O Partido Republicano não é mais um partido político, é um partido neofascista. Os Estados Unidos são uma sociedade tecnologicamente e culturalmente avançada, mas é pré-moderna em outras áreas. E Trump é um demagogo muito eficaz, ele soube sacudir os venenos que correm sob a superfície da sociedade norte-americana e os trouxe à tona. Agora há um grupo que o venera como Duce II, escolhido por Deus. É o povo que invadiu o Capitólio. A democracia norte-americana está em grave perigo.
— E você acha que Trump poderia concorrer ou até vencer em 2024?
— É muito possível. Ele tem uma base raivosa de devotos que o adoram. Ele tem os líderes do Partido Republicano aterrorizados, todos eles correm para Mar-a-Lago (área de Palm Beach, na Flórida, de propriedade do ex-presidente) para engraxar os sapatos e obter sua bênção. Se conseguirem com o golpe atual em curso, controlar e modificar o sistema eleitoral, podem ganhar. Lembre-se que temos um sistema eleitoral muito reacionário, que dá às áreas brancas, rurais e conservadoras uma vantagem estrutural avassaladora. Por exemplo, no Senado, um Estado como Wyoming, com 578 mil habitantes, tem dois votos. A Califórnia, com 40 milhões, tem dois votos. Se agora os EUA quisessem entrar na União Europeia, o Tribunal de Justiça Europeu iria derrubá-lo. Se tivéssemos perguntado à minha avó se ela era oprimida, ela não teria entendido. Saber o que é dá trabalho.
— O primeiro ano do governo Biden foi mais progressivo do que você esperava?
— Bem, eu não esperava muito, francamente, mas os programas nacionais foram melhores do que eu esperava. Eles foram amplamente projetados por Bernie Sanders, que representa a ala mais progressista do Partido Democrata.
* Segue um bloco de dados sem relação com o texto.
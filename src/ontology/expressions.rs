//! Class, property and data range expressions.
//!
//! Operands of commutative constructors are kept in [`BTreeSet`]s, so two
//! expressions that differ only in operand order are equal and deduplicate.
//! The derived ordering ranks variants in declaration order; the splitter
//! relies on it for the order in which it visits union operands.

use std::collections::BTreeSet;

use serde::{Deserialize, Serialize};

use super::entities::{Class, DataProperty, Datatype, Individual, Literal, ObjectProperty};

/// An object property or the inverse of one.
#[derive(Clone, Debug, PartialEq, Eq, Hash, PartialOrd, Ord, Serialize, Deserialize)]
#[serde(rename_all = "snake_case")]
pub enum ObjectPropertyExpression {
    ObjectProperty(ObjectProperty),
    InverseOf(ObjectProperty),
}

impl ObjectPropertyExpression {
    /// Returns the inverse expression, cancelling a double inversion.
    #[must_use]
    pub fn inverse(&self) -> Self {
        match self {
            Self::ObjectProperty(property) => Self::InverseOf(property.clone()),
            Self::InverseOf(property) => Self::ObjectProperty(property.clone()),
        }
    }

    /// Returns the named property underneath any inversion.
    #[must_use]
    pub fn named(&self) -> &ObjectProperty {
        match self {
            Self::ObjectProperty(property) | Self::InverseOf(property) => property,
        }
    }
}

impl From<ObjectProperty> for ObjectPropertyExpression {
    fn from(property: ObjectProperty) -> Self {
        Self::ObjectProperty(property)
    }
}

/// Constraining facets usable in a datatype restriction.
#[derive(Clone, Copy, Debug, PartialEq, Eq, Hash, PartialOrd, Ord, Serialize, Deserialize)]
#[serde(rename_all = "camelCase")]
pub enum Facet {
    Length,
    MinLength,
    MaxLength,
    Pattern,
    MinInclusive,
    MinExclusive,
    MaxInclusive,
    MaxExclusive,
    TotalDigits,
    FractionDigits,
    LangRange,
}

impl Facet {
    /// Local name of the facet, as used in the XSD namespace.
    #[must_use]
    pub fn short_name(self) -> &'static str {
        match self {
            Self::Length => "length",
            Self::MinLength => "minLength",
            Self::MaxLength => "maxLength",
            Self::Pattern => "pattern",
            Self::MinInclusive => "minInclusive",
            Self::MinExclusive => "minExclusive",
            Self::MaxInclusive => "maxInclusive",
            Self::MaxExclusive => "maxExclusive",
            Self::TotalDigits => "totalDigits",
            Self::FractionDigits => "fractionDigits",
            Self::LangRange => "langRange",
        }
    }
}

/// A facet paired with its constraining value.
#[derive(Clone, Debug, PartialEq, Eq, Hash, PartialOrd, Ord, Serialize, Deserialize)]
pub struct FacetRestriction {
    pub facet: Facet,
    pub value: Literal,
}

impl FacetRestriction {
    #[must_use]
    pub fn new(facet: Facet, value: Literal) -> Self {
        Self { facet, value }
    }
}

/// A data range.
#[derive(Clone, Debug, PartialEq, Eq, Hash, PartialOrd, Ord, Serialize, Deserialize)]
#[serde(rename_all = "snake_case")]
pub enum DataRange {
    Datatype(Datatype),
    DataOneOf(BTreeSet<Literal>),
    DataComplementOf(Box<DataRange>),
    DataIntersectionOf(BTreeSet<DataRange>),
    DataUnionOf(BTreeSet<DataRange>),
    DatatypeRestriction {
        datatype: Datatype,
        facets: BTreeSet<FacetRestriction>,
    },
}

impl DataRange {
    #[must_use]
    pub fn one_of(literals: impl IntoIterator<Item = Literal>) -> Self {
        Self::DataOneOf(literals.into_iter().collect())
    }

    #[must_use]
    pub fn complement(range: impl Into<DataRange>) -> Self {
        Self::DataComplementOf(Box::new(range.into()))
    }

    #[must_use]
    pub fn intersection(ranges: impl IntoIterator<Item = DataRange>) -> Self {
        Self::DataIntersectionOf(ranges.into_iter().collect())
    }

    #[must_use]
    pub fn union(ranges: impl IntoIterator<Item = DataRange>) -> Self {
        Self::DataUnionOf(ranges.into_iter().collect())
    }

    #[must_use]
    pub fn restriction(
        datatype: Datatype,
        facets: impl IntoIterator<Item = FacetRestriction>,
    ) -> Self {
        Self::DatatypeRestriction {
            datatype,
            facets: facets.into_iter().collect(),
        }
    }
}

impl From<Datatype> for DataRange {
    fn from(datatype: Datatype) -> Self {
        Self::Datatype(datatype)
    }
}

/// A class expression.
#[derive(Clone, Debug, PartialEq, Eq, Hash, PartialOrd, Ord, Serialize, Deserialize)]
#[serde(rename_all = "snake_case")]
pub enum ClassExpression {
    Class(Class),
    ObjectIntersectionOf(BTreeSet<ClassExpression>),
    ObjectUnionOf(BTreeSet<ClassExpression>),
    ObjectComplementOf(Box<ClassExpression>),
    ObjectOneOf(BTreeSet<Individual>),
    ObjectSomeValuesFrom {
        property: ObjectPropertyExpression,
        filler: Box<ClassExpression>,
    },
    ObjectAllValuesFrom {
        property: ObjectPropertyExpression,
        filler: Box<ClassExpression>,
    },
    ObjectHasValue {
        property: ObjectPropertyExpression,
        individual: Individual,
    },
    ObjectMinCardinality {
        cardinality: u32,
        property: ObjectPropertyExpression,
        filler: Box<ClassExpression>,
    },
    ObjectExactCardinality {
        cardinality: u32,
        property: ObjectPropertyExpression,
        filler: Box<ClassExpression>,
    },
    ObjectMaxCardinality {
        cardinality: u32,
        property: ObjectPropertyExpression,
        filler: Box<ClassExpression>,
    },
    ObjectHasSelf(ObjectPropertyExpression),
    DataSomeValuesFrom {
        property: DataProperty,
        filler: DataRange,
    },
    DataAllValuesFrom {
        property: DataProperty,
        filler: DataRange,
    },
    DataHasValue {
        property: DataProperty,
        value: Literal,
    },
    DataMinCardinality {
        cardinality: u32,
        property: DataProperty,
        filler: DataRange,
    },
    DataExactCardinality {
        cardinality: u32,
        property: DataProperty,
        filler: DataRange,
    },
    DataMaxCardinality {
        cardinality: u32,
        property: DataProperty,
        filler: DataRange,
    },
}

impl ClassExpression {
    /// `owl:Thing` as an expression.
    #[must_use]
    pub fn thing() -> Self {
        Self::Class(Class::thing())
    }

    /// `owl:Nothing` as an expression.
    #[must_use]
    pub fn nothing() -> Self {
        Self::Class(Class::nothing())
    }

    /// Builds a union, collapsing a single operand to the operand itself.
    #[must_use]
    pub fn union(operands: impl IntoIterator<Item = ClassExpression>) -> Self {
        let mut operands: BTreeSet<_> = operands.into_iter().collect();
        if operands.len() == 1 {
            if let Some(only) = operands.pop_first() {
                return only;
            }
        }
        Self::ObjectUnionOf(operands)
    }

    /// Builds an intersection, collapsing a single operand to the operand itself.
    #[must_use]
    pub fn intersection(operands: impl IntoIterator<Item = ClassExpression>) -> Self {
        let mut operands: BTreeSet<_> = operands.into_iter().collect();
        if operands.len() == 1 {
            if let Some(only) = operands.pop_first() {
                return only;
            }
        }
        Self::ObjectIntersectionOf(operands)
    }

    #[must_use]
    pub fn complement(operand: impl Into<ClassExpression>) -> Self {
        Self::ObjectComplementOf(Box::new(operand.into()))
    }

    #[must_use]
    pub fn one_of(individuals: impl IntoIterator<Item = Individual>) -> Self {
        Self::ObjectOneOf(individuals.into_iter().collect())
    }

    #[must_use]
    pub fn some(
        property: impl Into<ObjectPropertyExpression>,
        filler: impl Into<ClassExpression>,
    ) -> Self {
        Self::ObjectSomeValuesFrom {
            property: property.into(),
            filler: Box::new(filler.into()),
        }
    }

    #[must_use]
    pub fn only(
        property: impl Into<ObjectPropertyExpression>,
        filler: impl Into<ClassExpression>,
    ) -> Self {
        Self::ObjectAllValuesFrom {
            property: property.into(),
            filler: Box::new(filler.into()),
        }
    }

    #[must_use]
    pub fn has_value(property: impl Into<ObjectPropertyExpression>, individual: Individual) -> Self {
        Self::ObjectHasValue {
            property: property.into(),
            individual,
        }
    }

    #[must_use]
    pub fn min(
        cardinality: u32,
        property: impl Into<ObjectPropertyExpression>,
        filler: impl Into<ClassExpression>,
    ) -> Self {
        Self::ObjectMinCardinality {
            cardinality,
            property: property.into(),
            filler: Box::new(filler.into()),
        }
    }

    #[must_use]
    pub fn exactly(
        cardinality: u32,
        property: impl Into<ObjectPropertyExpression>,
        filler: impl Into<ClassExpression>,
    ) -> Self {
        Self::ObjectExactCardinality {
            cardinality,
            property: property.into(),
            filler: Box::new(filler.into()),
        }
    }

    #[must_use]
    pub fn max(
        cardinality: u32,
        property: impl Into<ObjectPropertyExpression>,
        filler: impl Into<ClassExpression>,
    ) -> Self {
        Self::ObjectMaxCardinality {
            cardinality,
            property: property.into(),
            filler: Box::new(filler.into()),
        }
    }

    #[must_use]
    pub fn has_self(property: impl Into<ObjectPropertyExpression>) -> Self {
        Self::ObjectHasSelf(property.into())
    }

    #[must_use]
    pub fn data_some(property: DataProperty, filler: impl Into<DataRange>) -> Self {
        Self::DataSomeValuesFrom {
            property,
            filler: filler.into(),
        }
    }

    #[must_use]
    pub fn data_only(property: DataProperty, filler: impl Into<DataRange>) -> Self {
        Self::DataAllValuesFrom {
            property,
            filler: filler.into(),
        }
    }

    #[must_use]
    pub fn data_has_value(property: DataProperty, value: Literal) -> Self {
        Self::DataHasValue { property, value }
    }

    #[must_use]
    pub fn data_min(cardinality: u32, property: DataProperty, filler: impl Into<DataRange>) -> Self {
        Self::DataMinCardinality {
            cardinality,
            property,
            filler: filler.into(),
        }
    }

    #[must_use]
    pub fn data_exactly(
        cardinality: u32,
        property: DataProperty,
        filler: impl Into<DataRange>,
    ) -> Self {
        Self::DataExactCardinality {
            cardinality,
            property,
            filler: filler.into(),
        }
    }

    #[must_use]
    pub fn data_max(cardinality: u32, property: DataProperty, filler: impl Into<DataRange>) -> Self {
        Self::DataMaxCardinality {
            cardinality,
            property,
            filler: filler.into(),
        }
    }

    /// Returns the named class when the expression is atomic.
    #[must_use]
    pub fn as_class(&self) -> Option<&Class> {
        match self {
            Self::Class(class) => Some(class),
            _ => None,
        }
    }

    /// Whether the expression is a named class.
    #[must_use]
    pub fn is_atomic(&self) -> bool {
        matches!(self, Self::Class(_))
    }

    /// Whether the expression is `owl:Thing`.
    #[must_use]
    pub fn is_thing(&self) -> bool {
        self.as_class().is_some_and(Class::is_thing)
    }

    /// Whether the expression is `owl:Nothing`.
    #[must_use]
    pub fn is_nothing(&self) -> bool {
        self.as_class().is_some_and(Class::is_nothing)
    }
}

impl From<Class> for ClassExpression {
    fn from(class: Class) -> Self {
        Self::Class(class)
    }
}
Mas eles foram cortados pela oposição e quase nada foi alcançado. O principal (o grande plano de reforma social chamado Build Back Better, que é a maior expansão do estado de bem-estar social em décadas) é extremamente necessário. Os Estados Unidos são um país atrasado em benefícios sociais. Tomemos por exemplo a licença de maternidade, existem cerca de seis países no mundo que não a têm. Bem, os republicanos se opõem (à medida). E Joe Manchin (o senador democrata centrista) o bloqueou. É o país mais rico do mundo, mas as tentativas de desenvolver medidas sociais simples são bloqueadas pelo capital privado e pela ideologia neoliberal.
— Chomsky, por mais estranho que pareça, se define como um conservador diante da mudança social — comenta Mars.
— Entre os muitos usos do termo conservador, um é o liberal clássico. O termo ainda é usado, mas não no sentido que seus criadores pretendiam. Wilhelm von Humboldt disse que se o artesão produz algo bonito por encomenda, admiraremos o que ele fez, mas desprezaremos o que ele é, alguém que trabalha por encomenda, não conforme o que cresce em seu desenvolvimento interno. Esse é o cerne do liberalismo clássico e, nesse sentido, sou conservador — responde Chomsky.
Destruição ambiental
Ainda segundo o pensador, “além disso, em outros aspectos, acho que nossas instituições básicas precisam de mudanças muito substanciais e radicais, mas não acho que possa ser feito assim. É preciso construir um debate para isso”, explica.
O intelectual norte-americano permanece exasperado com a resposta política ao aquecimento global.
— A destruição ambiental está chegando, gostemos ou não, e nossas instituições não estão em condições de lidar com isso, como vimos em Glasgow (na conferência do clima). A principal decisão que tomaram foi adiar a decisão para o próximo ano e, enquanto isso, a terra está queimando — acrescenta.
Em sua opinião, “os grandes bancos dizem palavras bonitas sobre a necessidade de fazer algo, mas o que estão fazendo é financiar combustíveis fósseis com trilhões de dólares. Essas são nossas instituições e, se não pudermos controlá-las, estamos acabados”, conclui Chomsky.